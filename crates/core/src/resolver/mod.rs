//! The configuration resolution engine.
//!
//! Responsibilities:
//! - Resolve the effective scope for each call (call scope > engine
//!   override > ambient variable > configured default).
//! - Resolve raw values across source tiers (prefixed environment >
//!   bare environment > scope file > default-scope file).
//! - Convert raw values to typed results with default-or-fail policy.
//! - Cache parsed scope files for the lifetime of a cache epoch.
//!
//! Does NOT handle:
//! - File parsing or path construction (see `source`).
//!
//! Invariants:
//! - A scope file is read at most once per scope per cache epoch.
//! - The scope override and the cache are swapped as a single unit.

pub mod convert;
mod engine;
mod env;
mod scope;
mod settings;
mod value;

#[cfg(test)]
mod tests;

pub use engine::{Engine, GetOptions};
pub use env::env_var_or_none;
pub use settings::EngineSettings;
//! Scoped configuration resolution for envscope.
//!
//! This crate provides the resolution engine that layers process
//! environment variables over per-scope `.env` files and caller-supplied
//! defaults, with typed accessors for strings, numbers, booleans, and
//! JSON values.
//!
//! Resolution runs in two steps per call: the effective scope is picked
//! from call options, the engine's scope override, the ambient `SCOPE`
//! variable, or the configured default; then source tiers are consulted
//! in order (prefixed environment variable, bare environment variable,
//! scope file, default-scope file). Parsed files are cached until the
//! cache is cleared or the scope override changes.

pub mod constants;
mod error;
mod resolver;
pub mod source;

pub use error::ConfigError;
pub use resolver::convert;
pub use resolver::{Engine, EngineSettings, GetOptions, env_var_or_none};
....
Among the entries above, locate the lines containing "pub use settings::EngineSettings;" and "pub use resolver::convert;", and transcribe exactly those two lines and all lines between.

pub use settings::EngineSettings;
//! Scoped configuration resolution for envscope.
//!
//! This crate provides the resolution engine that layers process
//! environment variables over per-scope `.env` files and caller-supplied
//! defaults, with typed accessors for strings, numbers, booleans, and
//! JSON values.
//!
//! Resolution runs in two steps per call: the effective scope is picked
//! from call options, the engine's scope override, the ambient `SCOPE`
//! variable, or the configured default; then source tiers are consulted
//! in order (prefixed environment variable, bare environment variable,
//! scope file, default-scope file). Parsed files are cached until the
//! cache is cleared or the scope override changes.

pub mod constants;
mod error;
mod resolver;
pub mod source;

pub use error::ConfigError;
pub use resolver::convert;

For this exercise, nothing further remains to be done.